And some of them may be your clients. Of the more than 2,100 entities that provided Ryan White services in FY 2008, 370 providers, or 17 percent of the total, were hospital or university-based clinics.

Currently HRSA is orienting our HIV/AIDS work to the goals of President Obama’s National HIV/AIDS Strategy, which he announced two years ago next month. The Strategy has three primary goals:

  • Reducing the incidence of HIV;
  • Increasing access to care and optimizing health outcomes; and
  • Reducing HIV-related health disparities.
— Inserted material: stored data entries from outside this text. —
//! Core database infrastructure
//!
//! This module provides the foundational database components used by the persistence context:
//! - `SqliteConnectionString`: parsed driver settings
//! - `DatabaseConn`: Core SQLite connection wrapper with configuration
//! - `SchemaManager`: Schema initialization and management over `SchemaModule`s
//! - `SchemaStatus`: Schema state enumeration

mod connection;
mod connection_string;
mod schema;

pub use connection::DatabaseConn;
pub use connection_string::{OpenMode, SqliteConnectionString, IN_MEMORY_SOURCE};
pub use schema::{SchemaManager, SchemaModule, SchemaStatus, META_TABLE_NAME};
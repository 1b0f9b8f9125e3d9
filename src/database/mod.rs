//! Database module
//!
//! This module provides all data-access functionality, organized into:
//!
//! - **core**: Core database infrastructure (SQLite connections, connection strings, schema management)
//! - **context**: The persistence context, its options and the design-time factory
//! - **identity**: The identity/authentication schema and its stores
//!
//! # Architecture
//!
//! ```text
//! database/
//! ├── core/                  # Foundation
//! │   ├── connection         # SQLite DatabaseConn wrapper
//! │   ├── connection_string  # `key=value;` driver settings
//! │   └── schema             # SchemaModule composition and SchemaManager
//! │
//! ├── context/               # Persistence context
//! │   ├── options            # ContextOptions and builder
//! │   ├── customer           # Customer entity, tracked set, ApplicationSchema
//! │   └── factory            # DesignTimeContextFactory
//! │
//! └── identity/              # Identity schema module
//!     ├── users              # asp_net_users
//!     ├── roles              # asp_net_roles, asp_net_user_roles
//!     ├── claims             # asp_net_user_claims, asp_net_role_claims
//!     └── logins             # asp_net_user_logins, asp_net_user_tokens
//! ```
//!
//! # Usage
//!
//! ```rust,ignore
//! use crm_data::database::{AppDbContextFactory, DesignTimeContextFactory};
//!
//! let ctx = AppDbContextFactory::new().create_context(&[])?;
//!
//! let mut fields = serde_json::Map::new();
//! fields.insert("name".into(), "Ada".into());
//! ctx.customers().add(fields);
//!
//! let summary = ctx.save_changes()?;
//! let ada = ctx.customers().find(summary.inserted[0].id)?;
//! ```

pub mod context;
pub mod core;
pub mod identity;

pub use context::{
    schema_modules, AppDbContext, AppDbContextFactory, ApplicationSchema, ContextOptions,
    ContextOptionsBuilder, Customer, CustomerFields, CustomerId, CustomerSet, DatabaseProvider,
    DesignTimeContextFactory, SaveSummary,
};
pub use core::{
    DatabaseConn, OpenMode, SchemaManager, SchemaModule, SchemaStatus, SqliteConnectionString,
};
pub use identity::{
    Claim, IdentityRole, IdentitySchema, IdentityUser, IdentityUserLogin, RoleClaimStore,
    RoleStore, UserClaimStore, UserLoginStore, UserRoleStore, UserStore, UserTokenStore,
};
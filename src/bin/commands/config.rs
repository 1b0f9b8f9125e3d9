use super::{print_value, OutputFormat};
use clap::Args;
use crm_data::config::AppSettings;
use crm_data::database::SqliteConnectionString;
use crm_data::{AppDbContextFactory, DEFAULT_CONNECTION_NAME};
use serde::Serialize;

/// Arguments for the Config command
#[derive(Args)]
pub struct ConfigArgs {
    /// Also list the settings files that were read
    #[clap(short, long)]
    pub verbose: bool,
}

#[derive(Debug, Serialize)]
struct ConfigInfo {
    base_path: String,
    environment: Option<String>,
    connection_name: &'static str,
    connection_string: String,
    provider: String,
    data_source: Option<String>,
    mode: String,
    foreign_keys: bool,
    #[serde(skip_serializing_if = "Option::is_none")]
    sources: Option<Vec<String>>,
}

pub fn run(
    factory: &AppDbContextFactory,
    environment: Option<&str>,
    args: ConfigArgs,
    output_format: OutputFormat,
) -> anyhow::Result<()> {
    let base_path = factory.base_path()?;
    let settings = AppSettings::load_with_environment(&base_path, environment)?;
    let options = factory.options()?;
    let parsed = SqliteConnectionString::parse(options.connection_string())?;

    let info = ConfigInfo {
        base_path: base_path.display().to_string(),
        environment: environment.map(str::to_string),
        connection_name: DEFAULT_CONNECTION_NAME,
        connection_string: options.connection_string().to_string(),
        provider: options.provider().to_string(),
        data_source: parsed.data_source.clone(),
        mode: parsed.mode.to_string(),
        foreign_keys: parsed.foreign_keys,
        sources: args.verbose.then(|| {
            settings
                .sources()
                .iter()
                .map(|p| p.display().to_string())
                .collect()
        }),
    };

    let mut pairs = vec![
        ("base path", info.base_path.clone()),
        (
            "environment",
            info.environment.clone().unwrap_or_else(|| "-".to_string()),
        ),
        ("connection", info.connection_name.to_string()),
        ("connection string", info.connection_string.clone()),
        ("provider", info.provider.clone()),
        (
            "data source",
            info.data_source.clone().unwrap_or_else(|| "-".to_string()),
        ),
        ("mode", info.mode.clone()),
        ("foreign keys", info.foreign_keys.to_string()),
    ];
    if let Some(sources) = &info.sources {
        for source in sources {
            pairs.push(("settings file", source.clone()));
        }
    }

    print_value(&info, pairs, output_format)
}
use clap::Args;
use crm_data::config::write_settings_template;
use crm_data::{AppDbContextFactory, DesignTimeContextFactory, SETTINGS_FILE_NAME};
use tracing::info;

/// Arguments for the Init command
#[derive(Args)]
pub struct InitArgs {
    /// Only write the settings file, do not create the database schema
    #[clap(long)]
    pub settings_only: bool,
}

pub fn run(
    factory: &AppDbContextFactory,
    factory_args: &[String],
    args: InitArgs,
) -> anyhow::Result<()> {
    let path = factory.base_path()?.join(SETTINGS_FILE_NAME);
    if write_settings_template(&path)? {
        println!("Created {}", path.display());
    } else {
        println!("{} already exists, leaving it untouched", path.display());
    }

    if args.settings_only {
        return Ok(());
    }

    let ctx = factory.create_context(factory_args)?;
    if ctx.ensure_created()? {
        info!("schema created");
        println!("Database schema created");
    } else {
        println!("Database schema is up to date");
    }
    Ok(())
}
On this last goal, HRSA is working with CDC on a five-year project to retain HIV-positive patients in medical care by testing interventions at six HIV clinics serving predominantly minority populations. Early findings have been positive, with overall improvements in clinic attendance by patients.
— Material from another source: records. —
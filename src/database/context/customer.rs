//! Customer entity and its tracked collection
//!
//! The customer shape is owned by the application: attributes live in a
//! JSON document column and this crate never interprets field names beyond
//! lookups the caller asks for.

use crate::database::context::AppDbContext;
use crate::database::core::SchemaModule;
use crate::error::{CrmError, Result};
use chrono::{DateTime, Utc};
use rusqlite::{Connection, OptionalExtension, Row};
use serde::{Deserialize, Serialize};
use serde_json::{Map, Value};
use std::fmt;

/// Application-defined customer attributes
pub type CustomerFields = Map<String, Value>;

/// Primary key assigned by the store
#[derive(Debug, Clone, Copy, PartialEq, Eq, Hash, PartialOrd, Ord, Serialize, Deserialize)]
#[serde(transparent)]
pub struct CustomerId(pub i64);

impl fmt::Display for CustomerId {
    fn fmt(&self, f: &mut fmt::Formatter<'_>) -> fmt::Result {
        write!(f, "{}", self.0)
    }
}

#[derive(Debug, Clone, PartialEq, Serialize, Deserialize)]
pub struct Customer {
    pub id: CustomerId,
    pub fields: CustomerFields,
    pub created_at: DateTime<Utc>,
    pub updated_at: DateTime<Utc>,
}

/// Schema module for application entities
pub struct ApplicationSchema;

impl SchemaModule for ApplicationSchema {
    fn name(&self) -> &'static str {
        "application"
    }

    fn version(&self) -> u32 {
        1
    }

    fn tables(&self) -> &'static [(&'static str, &'static str)] {
        &[(
            "customers",
            r#"
            CREATE TABLE IF NOT EXISTS customers (
                id INTEGER PRIMARY KEY AUTOINCREMENT,
                data TEXT NOT NULL CHECK (json_valid(data)),
                created_at INTEGER NOT NULL,
                updated_at INTEGER NOT NULL
            );
            "#,
        )]
    }
}

/// A change staged on the context, applied by `save_changes`
#[derive(Debug, Clone)]
pub(crate) enum PendingChange {
    Add(CustomerFields),
    Update(Customer),
    Remove(CustomerId),
}

/// Outcome of `AppDbContext::save_changes`
#[derive(Debug, Clone, Default, PartialEq)]
pub struct SaveSummary {
    /// Added customers with their store-assigned ids, in staging order
    pub inserted: Vec<Customer>,
    pub updated: usize,
    pub deleted: usize,
}

impl SaveSummary {
    /// Total number of rows written
    pub fn affected(&self) -> usize {
        self.inserted.len() + self.updated + self.deleted
    }
}

/// Customer collection of a context
///
/// Reads go straight to the store. Writes are staged and only reach the
/// store on `AppDbContext::save_changes`.
pub struct CustomerSet<'a> {
    ctx: &'a AppDbContext,
}

const CUSTOMER_COLUMNS: &str = "id, data, created_at, updated_at";

impl<'a> CustomerSet<'a> {
    pub(crate) fn new(ctx: &'a AppDbContext) -> Self {
        Self { ctx }
    }

    /// Stage a new customer
    pub fn add(&self, fields: CustomerFields) {
        self.ctx.stage(PendingChange::Add(fields));
    }

    /// Stage an update of an existing customer's fields
    pub fn update(&self, customer: Customer) {
        self.ctx.stage(PendingChange::Update(customer));
    }

    /// Stage removal of a customer
    pub fn remove(&self, id: CustomerId) {
        self.ctx.stage(PendingChange::Remove(id));
    }

    pub fn find(&self, id: CustomerId) -> Result<Option<Customer>> {
        find_customer(&self.ctx.ready()?.conn, id)
    }

    /// All customers ordered by id
    pub fn list(&self) -> Result<Vec<Customer>> {
        let conn = &self.ctx.ready()?.conn;
        let mut stmt = conn.prepare(&format!(
            "SELECT {} FROM customers ORDER BY id",
            CUSTOMER_COLUMNS
        ))?;
        let rows = stmt.query_map([], raw_customer)?;
        rows.map(|r| r?.into_customer()).collect()
    }

    pub fn count(&self) -> Result<u64> {
        let count: i64 = self
            .ctx
            .ready()?
            .conn
            .query_row("SELECT COUNT(*) FROM customers", [], |row| row.get(0))?;
        Ok(count.max(0) as u64)
    }

    /// Customers whose top-level `field` equals `value`
    ///
    /// `Null` matches both an explicit null and an absent field.
    pub fn find_by_field(&self, field: &str, value: &Value) -> Result<Vec<Customer>> {
        let conn = &self.ctx.ready()?.conn;
        let path = json_path(field);

        // json_extract maps true/false to 1/0, so the JSON type is checked too
        let (predicate, param): (&str, rusqlite::types::Value) = match value {
            Value::Null => ("json_extract(data, ?1) IS NULL", rusqlite::types::Value::Null),
            Value::Bool(b) => (
                "json_type(data, ?1) = ?2",
                if *b { "true" } else { "false" }.to_string().into(),
            ),
            Value::Number(n) => {
                let param = match n.as_i64() {
                    Some(i) => i.into(),
                    None => n.as_f64().unwrap_or_default().into(),
                };
                (
                    "json_type(data, ?1) IN ('integer', 'real') AND json_extract(data, ?1) = ?2",
                    param,
                )
            }
            Value::String(s) => (
                "json_type(data, ?1) = 'text' AND json_extract(data, ?1) = ?2",
                s.clone().into(),
            ),
            Value::Array(_) | Value::Object(_) => (
                "json_type(data, ?1) IN ('array', 'object') AND json_extract(data, ?1) = json(?2)",
                value.to_string().into(),
            ),
        };

        let sql = format!(
            "SELECT {} FROM customers WHERE {} ORDER BY id",
            CUSTOMER_COLUMNS, predicate
        );
        let mut stmt = conn.prepare(&sql)?;
        let rows = if matches!(value, Value::Null) {
            stmt.query_map([path], raw_customer)?
                .collect::<rusqlite::Result<Vec<_>>>()?
        } else {
            stmt.query_map(rusqlite::params![path, param], raw_customer)?
                .collect::<rusqlite::Result<Vec<_>>>()?
        };
        rows.into_iter().map(RawCustomer::into_customer).collect()
    }
}

/// Apply staged changes inside an open transaction
pub(crate) fn apply_changes(
    conn: &Connection,
    changes: &[PendingChange],
    now: DateTime<Utc>,
) -> Result<SaveSummary> {
    let mut summary = SaveSummary::default();
    let ts = now.timestamp();

    for change in changes {
        match change {
            PendingChange::Add(fields) => {
                let data = serde_json::to_string(fields)?;
                conn.execute(
                    "INSERT INTO customers (data, created_at, updated_at) VALUES (?1, ?2, ?2)",
                    rusqlite::params![data, ts],
                )?;
                summary.inserted.push(Customer {
                    id: CustomerId(conn.last_insert_rowid()),
                    fields: fields.clone(),
                    created_at: now,
                    updated_at: now,
                });
            }
            PendingChange::Update(customer) => {
                let data = serde_json::to_string(&customer.fields)?;
                let n = conn.execute(
                    "UPDATE customers SET data = ?1, updated_at = ?2 WHERE id = ?3",
                    rusqlite::params![data, ts, customer.id.0],
                )?;
                if n == 0 {
                    return Err(CrmError::not_found("customer", customer.id));
                }
                summary.updated += n;
            }
            PendingChange::Remove(id) => {
                let n = conn.execute("DELETE FROM customers WHERE id = ?1", [id.0])?;
                if n == 0 {
                    return Err(CrmError::not_found("customer", id));
                }
                summary.deleted += n;
            }
        }
    }

    Ok(summary)
}

fn find_customer(conn: &Connection, id: CustomerId) -> Result<Option<Customer>> {
    conn.query_row(
        &format!("SELECT {} FROM customers WHERE id = ?1", CUSTOMER_COLUMNS),
        [id.0],
        raw_customer,
    )
    .optional()?
    .map(RawCustomer::into_customer)
    .transpose()
}

/// `$."field"`, so keys with dots or spaces address a single member
fn json_path(field: &str) -> String {
    format!("$.\"{}\"", field.replace('"', "\\\""))
}

struct RawCustomer {
    id: i64,
    data: String,
    created_at: DateTime<Utc>,
    updated_at: DateTime<Utc>,
}

impl RawCustomer {
    fn into_customer(self) -> Result<Customer> {
        Ok(Customer {
            id: CustomerId(self.id),
            fields: serde_json::from_str(&self.data)?,
            created_at: self.created_at,
            updated_at: self.updated_at,
        })
    }
}

fn raw_customer(row: &Row<'_>) -> rusqlite::Result<RawCustomer> {
    Ok(RawCustomer {
        id: row.get(0)?,
        data: row.get(1)?,
        created_at: timestamp(row, 2)?,
        updated_at: timestamp(row, 3)?,
    })
}

/// Read a unix-seconds column as a UTC timestamp
fn timestamp(row: &Row<'_>, idx: usize) -> rusqlite::Result<DateTime<Utc>> {
    let secs: i64 = row.get(idx)?;
    DateTime::from_timestamp(secs, 0).ok_or(rusqlite::Error::IntegralValueOutOfRange(idx, secs))
}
At the full Department level, HHS’s work on the National Strategy has a strong urban component.

A major element of HHS’s responsibility to implement the National Strategy is its “12 Cities Project,” an effort to support comprehensive HIV/AIDS planning and cross-agency response in 12 communities hit hard by HIV/AIDS: Atlanta, Baltimore, Chicago, Dallas, Houston, Los Angeles, Miami, New York City, Philadelphia, San Francisco, San Juan, and Washington, D.C. These 12 metro areas account for about 44 percent of the total estimated persons living with AIDS in the United States.
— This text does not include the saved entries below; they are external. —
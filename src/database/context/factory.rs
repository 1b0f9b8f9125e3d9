//! Design-time context factory
//!
//! External tooling (schema scripts, inspection commands) needs a configured
//! context without running the application. The factory builds one from
//! `appsettings.json` in a base directory, by default the current working
//! directory.

use crate::config::{AppSettings, DEFAULT_CONNECTION_NAME};
use crate::database::context::{AppDbContext, ContextOptions};
use crate::error::Result;
use std::path::PathBuf;
use tracing::debug;

/// Produces a configured context for design-time tooling
pub trait DesignTimeContextFactory {
    type Context;

    /// `args` are whatever the tool was invoked with
    fn create_context(&self, args: &[String]) -> Result<Self::Context>;
}

/// Builds an [`AppDbContext`] from the `DefaultConnection` connection string
#[derive(Debug, Clone, Default)]
pub struct AppDbContextFactory {
    base_path: Option<PathBuf>,
    environment: Option<String>,
}

impl AppDbContextFactory {
    /// Factory reading settings from the current working directory
    pub fn new() -> Self {
        Self::default()
    }

    /// Read settings from `path` instead of the working directory
    pub fn with_base_path(mut self, path: impl Into<PathBuf>) -> Self {
        self.base_path = Some(path.into());
        self
    }

    /// Also read `appsettings.{environment}.json` if present
    pub fn with_environment(mut self, environment: impl Into<String>) -> Self {
        self.environment = Some(environment.into());
        self
    }

    /// Directory settings are read from; resolved on every call
    pub fn base_path(&self) -> Result<PathBuf> {
        match &self.base_path {
            Some(p) => Ok(p.clone()),
            None => Ok(std::env::current_dir().map_err(|e| {
                config::ConfigError::Message(format!(
                    "unable to resolve current directory: {}",
                    e
                ))
            })?),
        }
    }

    /// Load settings and build context options, without creating a context
    pub fn options(&self) -> Result<ContextOptions> {
        let base_path = self.base_path()?;
        let settings =
            AppSettings::load_with_environment(&base_path, self.environment.as_deref())?;
        let connection_string = settings.connection_string(DEFAULT_CONNECTION_NAME)?;
        debug!(
            "resolved '{}' from {} settings file(s) in {}",
            DEFAULT_CONNECTION_NAME,
            settings.sources().len(),
            base_path.display()
        );

        ContextOptions::builder()
            .use_sqlite(connection_string)
            .build()
    }
}

impl DesignTimeContextFactory for AppDbContextFactory {
    type Context = AppDbContext;

    fn create_context(&self, args: &[String]) -> Result<AppDbContext> {
        if !args.is_empty() {
            debug!("ignoring {} design-time argument(s)", args.len());
        }
        Ok(AppDbContext::new(self.options()?))
    }
}

#[cfg(test)]
mod tests {
    use super::*;
    use crate::config::SETTINGS_FILE_NAME;
    use crate::error::CrmError;
    use tempfile::TempDir;

    fn settings_dir(contents: &str) -> TempDir {
        let dir = TempDir::new().unwrap();
        std::fs::write(dir.path().join(SETTINGS_FILE_NAME), contents).unwrap();
        dir
    }

    #[test]
    fn test_context_carries_exact_connection_string() {
        let cs = "Server=x;Database=y;User Id=sa;Password=p@ss;";
        let dir = settings_dir(&format!(
            r#"{{"ConnectionStrings": {{"DefaultConnection": "{}"}}}}"#,
            cs
        ));

        let ctx = AppDbContextFactory::new()
            .with_base_path(dir.path())
            .create_context(&[])
            .unwrap();
        assert_eq!(ctx.options().connection_string(), cs);
    }

    #[test]
    fn test_missing_key_fails() {
        let dir = settings_dir(r#"{"ConnectionStrings": {}}"#);
        let err = AppDbContextFactory::new()
            .with_base_path(dir.path())
            .create_context(&[])
            .err()
            .unwrap();
        assert!(matches!(err, CrmError::MissingConnectionString { .. }));
    }

    #[test]
    fn test_missing_file_fails() {
        let dir = TempDir::new().unwrap();
        let err = AppDbContextFactory::new()
            .with_base_path(dir.path())
            .create_context(&[])
            .err()
            .unwrap();
        assert!(matches!(err, CrmError::MissingConfigFile(_)));
    }

    #[test]
    fn test_malformed_file_fails() {
        let dir = settings_dir("{ \"ConnectionStrings\": ");
        let err = AppDbContextFactory::new()
            .with_base_path(dir.path())
            .create_context(&[])
            .err()
            .unwrap();
        assert!(matches!(err, CrmError::Configuration(_)));
    }

    #[test]
    fn test_args_are_ignored() {
        let dir = settings_dir(r#"{"ConnectionStrings": {"DefaultConnection": "Data Source=a.db"}}"#);
        let factory = AppDbContextFactory::new().with_base_path(dir.path());

        let a = factory.create_context(&[]).unwrap();
        let b = factory
            .create_context(&["--verbose".to_string(), "x".to_string()])
            .unwrap();
        assert_eq!(a.options(), b.options());
    }

    #[test]
    fn test_factory_does_not_open_database() {
        let dir = TempDir::new().unwrap();
        let db_path = dir.path().join("crm.db");
        std::fs::write(
            dir.path().join(SETTINGS_FILE_NAME),
            format!(
                r#"{{"ConnectionStrings": {{"DefaultConnection": "Data Source={}"}}}}"#,
                db_path.display()
            ),
        )
        .unwrap();

        let ctx = AppDbContextFactory::new()
            .with_base_path(dir.path())
            .create_context(&[])
            .unwrap();
        assert!(!db_path.exists());

        ctx.ensure_created().unwrap();
        assert!(db_path.exists());
    }

    #[test]
    fn test_settings_are_read_fresh() {
        let dir = settings_dir(r#"{"ConnectionStrings": {"DefaultConnection": "Data Source=a.db"}}"#);
        let factory = AppDbContextFactory::new().with_base_path(dir.path());
        assert_eq!(
            factory.options().unwrap().connection_string(),
            "Data Source=a.db"
        );

        std::fs::write(
            dir.path().join(SETTINGS_FILE_NAME),
            r#"{"ConnectionStrings": {"DefaultConnection": "Data Source=b.db"}}"#,
        )
        .unwrap();
        assert_eq!(
            factory.options().unwrap().connection_string(),
            "Data Source=b.db"
        );
    }

    #[test]
    fn test_environment_overlay() {
        let dir = settings_dir(r#"{"ConnectionStrings": {"DefaultConnection": "Data Source=a.db"}}"#);
        std::fs::write(
            dir.path().join("appsettings.Staging.json"),
            r#"{"ConnectionStrings": {"DefaultConnection": "Data Source=staging.db"}}"#,
        )
        .unwrap();

        let options = AppDbContextFactory::new()
            .with_base_path(dir.path())
            .with_environment("Staging")
            .options()
            .unwrap();
        assert_eq!(options.connection_string(), "Data Source=staging.db");
    }
}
So the 12 Cities demonstration concentrates HHS resources from CMS (Medicare and Medicaid pay for 62 percent of all HHS-supported HIV/AIDS care and treatment), HRSA (15 percent through Ryan White), and CDC on these areas, coordinates federal resources and actions across categorical program lines, and scales up effective HIV prevention and treatment strategies.

If you’re from one of those 12 metro areas and want to know more about how your university can get involved, call my office. We’ll put you in touch with the right people both here in Washington and at your local level.

Now let me move on to HRSA’s efforts to expand the diversity of the health professions workforce, which is a topic in which all of our organizations are deeply engaged.

As you know, the USU initiative on urban health, for example, seeks to reduce pervasive health disparities that result, in part, from, as you say, “an insufficient and ethnically imbalanced health workforce.”

Compared to whites, minority populations have less access to health care, receive lower-quality health care, and experience higher rates of chronic disease, higher mortality, and poorer health outcomes. At HRSA, we agree with you that one key strategy we should employ to reverse these trends is to increase the number of minority health professionals.

We agree because evidence suggests that minority health professionals are more likely to serve in areas with a high proportion of uninsured and underrepresented racial and ethnic groups. Greater diversity among health professionals is also associated with improved access to care for racial and ethnic minority patients, greater patient choice and satisfaction, and better patient-clinician communication.

These are issues that some of HRSA’s health professions programs have addressed for many years. For example, our Nursing Workforce Diversity and Scholarships for Disadvantaged Students Programs are specifically designed to increase diversity among health professionals. Morgan State (Md.), Wichita State (Kan.) and Cleveland State (Ohio) (all USU members) are three of many universities that received Scholarships for Disadvantaged Students grants from HRSA last year.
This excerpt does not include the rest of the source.